[778] Ibid., 518.
The failure of the trading-house system constitutes but one chapter in the long and sorrowful story of the almost total failure of the government of the United States to realize in practice its good intentions toward the Indians. The factory system was entered upon from motives of prudence and humanity; that it was productive of beneficial results cannot be successfully disputed; that it failed to achieve the measure of benefit to the red race and the white for which its advocates had hoped must be attributed by the student, as it was by Calhoun, "not to a want of dependence on the part of the Indians on commercial supplies but to defects in the system itself, or in its administration."[779] The fatal error arose from the timidity of the government. Instead of monopolizing the field of the Indian trade, it entered upon it as the competitor of the private trader. Since its agents could not stoop to the practices to which the latter resorted, the failure of the experiment was a foregone conclusion. Yet it did not follow from this failure that with a monopoly of the field the government would not have rendered better service to the public than did the private traders. Lacking the courage of its convictions, it permitted the failure of perhaps the most promising experiment for the amelioration of the condition of the red man upon which it has ever embarked.
[779] Ibid., 181-85.
CHAPTER XIV
WAR AND THE PLAGUE
Almost a dozen years had passed since the coming of Captain Bradley's troops to Chicago to plant again the banner of civilization on the spot where savagery had triumphed in 1812, and nearly half as many since the garrison had been withdrawn from Fort Dearborn in 1823, when the humdrum quiet of the little settlement was broken by new rumors of war. Two Indian wars and a visitation of war's twin scourge of humanity, the plague, coming in quick succession, served to relieve the monotony of life at Chicago during the next few years.

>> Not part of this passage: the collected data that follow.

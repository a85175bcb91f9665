use anyhow::Result;
use audio_transcribe::cli::{transcribe, Cli};
use clap::error::ErrorKind;
use clap::Parser;

fn main() -> Result<()> {
    env_logger::Builder::from_env(env_logger::Env::default().default_filter_or("warn")).init();

    let cli = match Cli::try_parse() {
        Ok(cli) => cli,
        Err(err) if err.kind() == ErrorKind::MissingRequiredArgument => {
            eprintln!("Missing audio_path");
            eprintln!("Usage: audio-transcribe <AUDIO_PATH> [MODEL_SIZE] [LANGUAGE]");
            std::process::exit(1);
        }
        Err(err) => err.exit(),
    };

    transcribe::run(&cli)
}
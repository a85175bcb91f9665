//! WebRTC-based Voice Activity Detection.
//!
//! Uses the webrtc-vad crate for energy-based VAD.
//! Fast and lightweight, works well in quiet environments.

use crate::domain::traits::VoiceDetection;
use anyhow::Result;
use std::cell::RefCell;
use webrtc_vad::{SampleRate, Vad, VadMode};

const SAMPLE_RATE_HZ: u32 = 16000;
const FRAME_SIZE_MS: u32 = 30; // 30ms frames for VAD
const FRAME_SIZE_SAMPLES: usize = (SAMPLE_RATE_HZ as usize * FRAME_SIZE_MS as usize) / 1000;

/// WebRTC-based Voice Activity Detector.
///
/// # Thread Safety
///
/// This type is intentionally `!Send` and `!Sync` because the underlying
/// `webrtc_vad::Vad` type is not thread-safe. Create a new instance for
/// each thread that needs VAD functionality.
pub struct WebRtcVoiceDetector {
    vad: RefCell<Vad>,
}

impl WebRtcVoiceDetector {
    /// Create a new VAD instance.
    pub fn new() -> Result<Self> {
        let vad = Vad::new_with_rate_and_mode(SampleRate::Rate16kHz, VadMode::Aggressive);

        Ok(Self {
            vad: RefCell::new(vad),
        })
    }
}

impl VoiceDetection for WebRtcVoiceDetector {
    fn is_speech(&self, frame: &[f32]) -> Result<bool> {
        if frame.len() < FRAME_SIZE_SAMPLES {
            return Ok(false);
        }

        // Convert f32 samples to i16 for VAD
        let i16_samples: Vec<i16> = frame
            .iter()
            .map(|&s| (s * 32767.0).clamp(-32768.0, 32767.0) as i16)
            .collect();

        let mut vad = self.vad.borrow_mut();
        let result = vad
            .is_voice_segment(&i16_samples[..FRAME_SIZE_SAMPLES])
            .map_err(|_| anyhow::anyhow!("Invalid frame length"))?;

        Ok(result)
    }

    fn frame_size(&self) -> usize {
        FRAME_SIZE_SAMPLES
    }

    fn reset(&self) {
        *self.vad.borrow_mut() =
            Vad::new_with_rate_and_mode(SampleRate::Rate16kHz, VadMode::Aggressive);
    }
}

#[cfg(test)]
mod tests {
    use super::*;

    #[test]
    fn test_webrtc_vad_new() {
        let vad = WebRtcVoiceDetector::new();
        assert!(vad.is_ok());
    }

    #[test]
    fn test_webrtc_vad_frame_size() {
        let vad = WebRtcVoiceDetector::new().unwrap();
        assert_eq!(vad.frame_size(), 480);
    }

    #[test]
    fn test_webrtc_vad_silence_not_speech() {
        let vad = WebRtcVoiceDetector::new().unwrap();
        let silence = vec![0.0f32; FRAME_SIZE_SAMPLES];
        let result = vad.is_speech(&silence).unwrap();
        assert!(!result, "Silence should not be detected as speech");
    }

    #[test]
    fn test_webrtc_vad_short_frame_not_speech() {
        let vad = WebRtcVoiceDetector::new().unwrap();
        let short = vec![0.0f32; FRAME_SIZE_SAMPLES - 1];
        let result = vad.is_speech(&short).unwrap();
        assert!(!result, "Too-short frames should return false");
    }

    #[test]
    fn test_webrtc_vad_empty_frame_not_speech() {
        let vad = WebRtcVoiceDetector::new().unwrap();
        let result = vad.is_speech(&[]).unwrap();
        assert!(!result);
    }

    #[test]
    fn test_webrtc_vad_reset() {
        let vad = WebRtcVoiceDetector::new().unwrap();
        vad.reset();

        let silence = vec![0.0f32; FRAME_SIZE_SAMPLES];
        let result = vad.is_speech(&silence).unwrap();
        assert!(!result);
    }
}
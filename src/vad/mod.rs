//! Voice Activity Detection module.
//!
//! Provides multiple VAD implementations:
//! - Silero VAD: Neural network-based, more accurate in noisy environments
//! - WebRTC VAD: Fast, energy-based, good for quiet environments
//!
//! The span-extraction layer on top of the detectors removes silent
//! stretches from a prepared audio buffer before transcription.

mod silero;
mod webrtc;

pub use silero::SileroVoiceDetector;
pub use webrtc::WebRtcVoiceDetector;

use crate::domain::traits::VoiceDetection;
use anyhow::Result;

/// Samples per millisecond at the 16kHz Whisper rate.
const SAMPLES_PER_MS: usize = 16;

/// VAD engine selection.
#[derive(Debug, Clone, Copy, PartialEq, Eq, Default)]
pub enum VadEngine {
    /// Silero VAD (neural network, more accurate)
    #[default]
    Silero,
    /// WebRTC-based VAD (fast, energy-based)
    WebRtc,
}

/// Configuration for VAD creation and speech-span extraction.
pub struct VadConfig {
    pub engine: VadEngine,
    /// Speech probability threshold for Silero (0.0-1.0)
    pub silero_threshold: f32,
    /// Runs of speech shorter than this are discarded
    pub min_speech_ms: u32,
    /// Gaps of silence shorter than this do not split a speech run
    pub min_silence_ms: u32,
    /// Padding kept around each detected speech run
    pub speech_pad_ms: u32,
}

impl Default for VadConfig {
    fn default() -> Self {
        Self {
            engine: VadEngine::Silero,
            silero_threshold: 0.5,
            min_speech_ms: 500,
            min_silence_ms: 1000,
            speech_pad_ms: 300,
        }
    }
}

/// A half-open range of samples `[start, end)` classified as speech.
#[derive(Debug, Clone, Copy, PartialEq, Eq)]
pub struct SpeechSpan {
    pub start: usize,
    pub end: usize,
}

impl SpeechSpan {
    pub fn len(&self) -> usize {
        self.end - self.start
    }

    pub fn is_empty(&self) -> bool {
        self.end == self.start
    }
}

/// Create a VAD instance based on configuration.
///
/// # Returns
/// A boxed trait object implementing VoiceDetection.
/// Note: The returned object is NOT Send/Sync - create in the thread where it will be used.
pub fn create_vad(config: &VadConfig) -> Result<Box<dyn VoiceDetection>> {
    match config.engine {
        VadEngine::Silero => {
            let vad = SileroVoiceDetector::with_threshold(config.silero_threshold)?;
            Ok(Box::new(vad))
        }
        VadEngine::WebRtc => {
            let vad = WebRtcVoiceDetector::new()?;
            Ok(Box::new(vad))
        }
    }
}

/// Scan a 16kHz mono buffer and return the spans classified as speech.
///
/// Walks the buffer in detector-sized frames (a trailing partial frame is
/// ignored), then merges runs separated by less than `min_silence_ms`,
/// drops runs shorter than `min_speech_ms`, and pads the survivors by
/// `speech_pad_ms` on each side, clamped to the buffer.
pub fn detect_speech_spans(
    samples: &[f32],
    vad: &dyn VoiceDetection,
    config: &VadConfig,
) -> Result<Vec<SpeechSpan>> {
    vad.reset();

    let frame = vad.frame_size();
    let mut raw: Vec<SpeechSpan> = Vec::new();
    let mut run_start: Option<usize> = None;
    let mut pos = 0;

    while pos + frame <= samples.len() {
        let speech = vad.is_speech(&samples[pos..pos + frame])?;
        match (speech, run_start) {
            (true, None) => run_start = Some(pos),
            (false, Some(start)) => {
                raw.push(SpeechSpan { start, end: pos });
                run_start = None;
            }
            _ => {}
        }
        pos += frame;
    }
    if let Some(start) = run_start {
        raw.push(SpeechSpan { start, end: pos });
    }

    let min_silence = config.min_silence_ms as usize * SAMPLES_PER_MS;
    let min_speech = config.min_speech_ms as usize * SAMPLES_PER_MS;
    let pad = config.speech_pad_ms as usize * SAMPLES_PER_MS;

    // Merge runs separated by short silence
    let mut merged: Vec<SpeechSpan> = Vec::new();
    for span in raw {
        match merged.last_mut() {
            Some(prev) if span.start - prev.end < min_silence => prev.end = span.end,
            _ => merged.push(span),
        }
    }

    merged.retain(|s| s.len() >= min_speech);

    // Pad and re-merge overlapping spans
    let mut padded: Vec<SpeechSpan> = Vec::new();
    for span in merged {
        let start = span.start.saturating_sub(pad);
        let end = (span.end + pad).min(samples.len());
        match padded.last_mut() {
            Some(prev) if start <= prev.end => prev.end = end,
            _ => padded.push(SpeechSpan { start, end }),
        }
    }

    Ok(padded)
}

/// Apply the voice-activity filter to a prepared 16kHz mono buffer.
///
/// Returns the concatenated speech-only samples. An empty result means
/// no speech was detected.
pub fn filter_speech(samples: &[f32], config: &VadConfig) -> Result<Vec<f32>> {
    if samples.is_empty() {
        return Ok(Vec::new());
    }

    let vad = create_vad(config)?;
    let spans = detect_speech_spans(samples, vad.as_ref(), config)?;

    let total: usize = spans.iter().map(SpeechSpan::len).sum();
    let mut filtered = Vec::with_capacity(total);
    for span in &spans {
        filtered.extend_from_slice(&samples[span.start..span.end]);
    }

    log::debug!(
        "VAD kept {} of {} samples across {} span(s)",
        filtered.len(),
        samples.len(),
        spans.len()
    );

    Ok(filtered)
}
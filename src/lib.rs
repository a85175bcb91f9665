pub mod audio;
pub mod cli;
pub mod domain;
pub mod models;
pub mod transcription;
pub mod vad;
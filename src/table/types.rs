use serde::{Deserialize, Serialize};

/// A schema-qualified table. Equality is by field values.
#[derive(Debug, Clone, PartialEq, Eq, Serialize, Deserialize)]
pub struct TableRef {
    pub schema: String,
    pub name: String,
}

impl TableRef {
    pub fn new(schema: impl Into<String>, name: impl Into<String>) -> Self {
        Self {
            schema: schema.into(),
            name: name.into(),
        }
    }
}

/// Opaque token for a row's current physical storage position.
///
/// Minted when a page is loaded, consumed by at most one update/delete
/// targeting that row, and invalidated by any write that moves the row.
/// Calling code must never parse or interpret it.
#[derive(Debug, Clone, PartialEq, Eq, Serialize, Deserialize)]
pub struct RowLocator(String);

impl RowLocator {
    pub fn new(token: impl Into<String>) -> Self {
        Self(token.into())
    }

    pub fn as_str(&self) -> &str {
        &self.0
    }

    pub fn is_empty(&self) -> bool {
        self.0.is_empty()
    }
}

/// One column of a loaded page; order defines the row value ordering.
/// `data_type` and `enum_values` are best-effort enrichment and may be
/// empty.
#[derive(Debug, Clone, PartialEq, Eq, Serialize, Deserialize)]
pub struct ColumnDescriptor {
    pub name: String,
    pub data_type: String,
    pub enum_values: Vec<String>,
}

/// One row of a loaded page. `values` cells are `None` for SQL NULL and
/// always match the page's column count. `locator` is absent when the
/// dialect has no physical row locator.
#[derive(Debug, Clone, PartialEq, Eq, Serialize, Deserialize)]
pub struct TableRow {
    pub locator: Option<RowLocator>,
    pub values: Vec<Option<String>>,
}

/// One offset-based slice of a table's rows.
///
/// `has_next_page` is derived from fetching one row past the page size,
/// never from a count query. Owned by the caller between load and save.
#[derive(Debug, Clone, Serialize, Deserialize)]
pub struct TablePage {
    pub table: TableRef,
    pub columns: Vec<ColumnDescriptor>,
    pub rows: Vec<TableRow>,
    pub page_size: usize,
    pub page_index: usize,
    pub has_next_page: bool,
    pub sort: Option<SortSpec>,
}

#[derive(Debug, Clone, PartialEq, Eq, Serialize, Deserialize)]
pub struct SortSpec {
    pub column: String,
    pub descending: bool,
}

#[derive(Debug, Clone, Serialize, Deserialize)]
pub struct PageRequest {
    pub table: TableRef,
    pub page_size: usize,
    pub page_index: usize,
    pub sort: Option<SortSpec>,
}

/// One edited cell, addressed by positional index into the column list
/// supplied at save time. `is_null` binds SQL NULL regardless of `value`.
#[derive(Debug, Clone, PartialEq, Eq, Serialize, Deserialize)]
pub struct CellUpdate {
    pub column_index: usize,
    pub value: String,
    pub is_null: bool,
}

impl CellUpdate {
    pub fn set(column_index: usize, value: impl Into<String>) -> Self {
        Self {
            column_index,
            value: value.into(),
            is_null: false,
        }
    }

    pub fn set_null(column_index: usize) -> Self {
        Self {
            column_index,
            value: String::new(),
            is_null: true,
        }
    }

    /// The value as a bound parameter; `None` binds SQL NULL.
    pub(crate) fn param(&self) -> Option<String> {
        if self.is_null {
            None
        } else {
            Some(self.value.clone())
        }
    }
}

/// One row-level edit captured against a previously loaded page.
#[derive(Debug, Clone, PartialEq, Eq, Serialize, Deserialize)]
pub enum TableChange {
    Update {
        locator: RowLocator,
        cells: Vec<CellUpdate>,
    },
    Insert {
        cells: Vec<CellUpdate>,
    },
    Delete {
        locator: RowLocator,
    },
}

/// A batch of edits plus the column list the page was loaded with.
///
/// Columns are re-supplied on every save because the applier retains no
/// page state; cell indices resolve against this list and must match the
/// list the edits were captured against.
#[derive(Debug, Clone, Serialize, Deserialize)]
pub struct SaveRequest {
    pub table: TableRef,
    pub columns: Vec<String>,
    pub changes: Vec<TableChange>,
}

/// Engine-reported affected-row tallies for a committed save.
#[derive(Debug, Clone, Copy, Default, PartialEq, Eq, Serialize, Deserialize)]
pub struct SaveOutcome {
    pub updated_rows: u64,
    pub inserted_rows: u64,
    pub deleted_rows: u64,
}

The first of the Indian outbreaks, the Winnebago War, occasioned little actual fighting, but it filled the frontier settlements with alarm, caused the movement of several hundred soldiers, many of them for hundreds of miles, and was concluded by a formal treaty between the United States and the disaffected tribes. That it was not attended by more bloodshed was due to the prompt display by the government of an overwhelming military force which awed the red man into submission.
Driven to desperation by the encroachments and aggressions of the whites, and encouraged, possibly, by the removal of the garrisons from Chicago and Prairie du Chien, the Winnebagoes in the summer of 1827 were in a mood for war. The first outbreak occurred on the upper Mississippi toward the end of June. A keelboat, returning from a trip to Fort Snelling with provisions for the garrison at Fort Crawford, was attacked by the Winnebagoes near the mouth of the Bad Axe River. On the same day a murderous assault was made upon the family of a Canadian half-breed named Gagnier, living a short distance from Prairie du Chien.[780] The nature of the immediate provocation for the attack upon the keelboat is a matter of dispute. The assault upon the family of Gagnier, however, was deliberately planned by a band of Winnebagoes, which had suffered great indignities at the hands of the whites.[781] The leaders of the band deliberated over their wrongs and resolved to enforce the native law of retaliation. The choice of the agent to commit the act fell upon Red Bird, a chief who was beloved by the Indians and respected and admired by the whites. Noted for his friendly disposition toward the whites, Red Bird undertook the commission of his band with the intention of pretending to fulfil it and reporting to his tribe that he had been unable to find a victim.
[780] On these events see Wisconsin Historical Collections, passim.
[781] Ibid., V, 201 ff.
This plan, unfortunately, miscarried. Being upbraided for his conduct and taunted as a coward, Red Bird resolved to redeem his reputation and set out for Prairie du Chien, accompanied by WeKau and a third Indian, determined to execute his commission in grim earnest. The chance presence of an old trader at the house of Mr. Lockwood, which the party first visited, caused them to refrain from committing there the intended violence.[782] Crossing the prairie they came to the house of Gagnier, about three miles from the town. Here they found the husband, his wife, a babe of eleven months, and a discharged soldier named Lipcap. The presence of the visitors at first excited no particular comment. They asked for food and Mrs. Gagnier had turned to provide it when the bloody work began. Gagnier was shot by Red Bird and Lipcap by the third Indian, while Mrs. Gagnier engaged in a struggle with WeKau in which she succeeded in wresting from him his gun. He turned and ran and she pursued him, but overcome by excitement or fear, and finding herself powerless to fire the gun, she made her way to the village and gave the alarm. Meanwhile WeKau again entered the cabin and scalped the babe, apparently executing the horrible task with deliberation in order to secure as much hair with the scalp as possible. When a posse arrived from Prairie du Chien the murderers had departed; the babe was still alive and, strangely enough, recovered from its ghastly wounds and grew to womanhood.